Miss Murdock's glance rested carelessly upon these words for an instant. They aroused in her nothing more than the mild curiosity which attaches to events of palpitating human interest, when they have been congealed in the columns of the daily newspaper and served to palates already sated with sensational verbosity.
"Mary said you wished to speak to me," said the young girl, after a short pause. "I thought I would step in to see you before going to Mr. Sprague's."
"To Sprague's?" inquired Murdock, fixing his keen eyes upon the young girl. "Ah, yes; I remember he spoke of the appointment last night. How is the portrait coming on?"
"It is almost finished. Probably only one or two more sittings, at the most, will be necessary."
Agnes seemed slightly embarrassed by the fixity of her father's searching glance. She settled herself in an armchair and assumed a look of deferent expectancy.
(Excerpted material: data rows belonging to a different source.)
use axum::{
    Router,
    extract::{Path, State, rejection::PathRejection},
    response::Json,
    routing::get,
};
use common_errors::{AppError, AppResult};
use events_errors::EventError;
use events_models::{Event, Venue};
use events_queries::{GetEventsByVenueQuery, GetVenueByEventQuery};
use events_query_handlers::{
    DataProvider, GetEventsByVenueQueryHandler, GetVenueByEventQueryHandler,
    ListEventsQueryHandler, ListVenuesQueryHandler,
};
use tracing::instrument;

#[derive(Clone)]
pub struct EventServices {
    pub list_events: ListEventsQueryHandler,
    pub get_events_by_venue: GetEventsByVenueQueryHandler,
    pub list_venues: ListVenuesQueryHandler,
    pub get_venue_by_event: GetVenueByEventQueryHandler,
}

impl EventServices {
    pub fn new(provider: DataProvider) -> Self {
        Self {
            list_events: ListEventsQueryHandler::new(provider.clone()),
            get_events_by_venue: GetEventsByVenueQueryHandler::new(
                provider.clone(),
            ),
            list_venues: ListVenuesQueryHandler::new(provider.clone()),
            get_venue_by_event: GetVenueByEventQueryHandler::new(provider),
        }
    }
}

pub struct EventHandlers;

impl EventHandlers {
    pub fn routes() -> Router<EventServices> {
        Router::new()
            .route("/events", get(list_events))
            .route("/events/{eventId}", get(get_venue_by_event))
            .route("/venues", get(list_venues))
            .route("/venues/{venueId}", get(get_events_by_venue))
    }
}

fn not_found(err: EventError) -> AppError {
    let code = match &err {
        EventError::EventNotFound { .. } => "EVENT_NOT_FOUND",
        EventError::VenueNotFound { .. } => "VENUE_NOT_FOUND",
    };
    AppError::not_found(code, &err.to_string())
}

#[utoipa::path(
    get,
    path = "/api/event/events",
    responses(
        (status = 200, description = "List of all events", body = Vec<Event>)
    ),
    tag = "events"
)]
#[instrument(skip_all)]
pub async fn list_events(
    State(services): State<EventServices>,
) -> Json<Vec<Event>> {
    Json(services.list_events.execute().await)
}

#[utoipa::path(
    get,
    path = "/api/event/venues/{venueId}",
    params(GetEventsByVenueQuery),
    responses(
        (status = 200, description = "Events held at the venue", body = Vec<Event>),
        (status = 400, description = "Venue id is not an integer", body = common_errors::ApiErrorResponse)
    ),
    tag = "events"
)]
#[instrument(skip_all)]
pub async fn get_events_by_venue(
    State(services): State<EventServices>,
    path: Result<Path<GetEventsByVenueQuery>, PathRejection>,
) -> AppResult<Json<Vec<Event>>> {
    let Path(query) = path?;
    Ok(Json(services.get_events_by_venue.execute(query).await))
}

#[utoipa::path(
    get,
    path = "/api/event/venues",
    responses(
        (status = 200, description = "List of all venues", body = Vec<Venue>)
    ),
    tag = "venues"
)]
#[instrument(skip_all)]
pub async fn list_venues(
    State(services): State<EventServices>,
) -> Json<Vec<Venue>> {
    Json(services.list_venues.execute().await)
}

#[utoipa::path(
    get,
    path = "/api/event/events/{eventId}",
    params(GetVenueByEventQuery),
    responses(
        (status = 200, description = "Venue the event is held at", body = Venue),
        (status = 400, description = "Event id is not an integer", body = common_errors::ApiErrorResponse),
        (status = 404, description = "Unknown event, or its venue is unknown", body = common_errors::ApiErrorResponse)
    ),
    tag = "venues"
)]
#[instrument(skip_all)]
pub async fn get_venue_by_event(
    State(services): State<EventServices>,
    path: Result<Path<GetVenueByEventQuery>, PathRejection>,
) -> AppResult<Json<Venue>> {
    let Path(query) = path?;
    let venue = services
        .get_venue_by_event
        .execute(query)
        .await
        .map_err(not_found)?;
    Ok(Json(venue))
}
Not a word of affection had passed between father and daughter; not a caress had been interchanged. The relations between this impassive man and his charming daughter were those of well-bred, if somewhat distant, relatives. On the one hand, there was the uniform courtesy of the man of the world toward a woman; on the other, the deference of a young girl of good breeding toward a person much older than herself. But the note of cordial and intimate affection between father and child was absolutely missing.
And yet Agnes Murdock was naturally of an affectionate and expansive nature. During her mother's lifetime the two women had been inseparable companions, united by a strong bond of sympathy.
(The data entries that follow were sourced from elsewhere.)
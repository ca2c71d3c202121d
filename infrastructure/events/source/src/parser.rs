use events_models::{Event, Snapshot, Venue};
use serde::{Deserialize, de::DeserializeOwned};
use serde_json::Value;

use crate::SourceError;

/// Builds a snapshot from a validated data document.
pub fn parse_snapshot(document: &Value) -> Result<Snapshot, SourceError> {
    let events = parse_section::<Event>(document, "events")?;
    let venues = parse_section::<Venue>(document, "venues")?;
    Ok(Snapshot::new(events, venues))
}

fn parse_section<T>(
    document: &Value, section: &'static str,
) -> Result<Vec<T>, SourceError>
where
    T: DeserializeOwned,
{
    let raw = document
        .get(section)
        .ok_or(SourceError::MissingSection(section))?;
    Vec::<T>::deserialize(raw)
        .map_err(|source| SourceError::Parse { section, source })
}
Mrs. Murdock had been an invalid for many years before her death, and with Agnes had lived either abroad or in the South during much of the time in order to escape the rigors of the northern climate. Thus the father, engrossed as he was with his occupations and his scientific researches, had seen but little of his daughter during her childhood, and had been looked upon by the child almost as a stranger.
When at last, after her mother's death, Agnes, heartbroken at the loss of her only friend, returned to the paternal roof, she was a girl of sixteen. In the first loneliness of her bereavement, when, hungering for human sympathy and consolation, she turned to her father, she received patient and courteous attention, with an offer of all the material comforts and luxuries which wealth could procure; but she failed to find the only thing she needed—a responsive human heart.
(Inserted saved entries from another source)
/// A keyed store of cloneable values.
///
/// Lookups that miss (absent or expired) yield `None`, they are not errors.
/// Each `get` and `set` is atomic with respect to other callers; concurrent
/// writers to the same key simply replace each other.
#[async_trait::async_trait]
pub trait CacheStore: Send + Sync {
    type Value: Clone + Send + Sync + 'static;

    /// Get value from cache, returning None if absent or expired
    async fn get(&self, key: &str) -> Option<Self::Value>;

    /// Set value in cache, replacing any previous entry
    async fn set(&self, key: &str, value: Self::Value);

    /// Remove key from cache
    async fn remove(&self, key: &str) -> bool;

    /// Check if key exists in cache
    async fn exists(&self, key: &str) -> bool { self.get(key).await.is_some() }
}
And yet, behind the cold and selfish exterior of the chemist, the young girl had touched a chord which had never vibrated before in this strange man's being. It is probable that the feeling awakened in him by his lovely daughter was the nearest approach to an absorbing human affection of which his nature was capable. Perhaps if the child had been sufficiently experienced to read her father's heart she might have persisted in her advances, and thus ultimately have conquered the cold reserve she had at first encountered. But she was proud and impulsive, and, bitterly disappointed in her first attempt to win from her father a demonstration of affection, she withdrew into her isolation, and ever after met his calm courtesy with an equally reserved deference. The abnormal situation, which at first was maintained only by an effort on the part of the young girl, lost with time much of its strangeness, and ultimately crystallized under the potent force of habit, so that it was accepted by the two as the natural outcome of their relationship.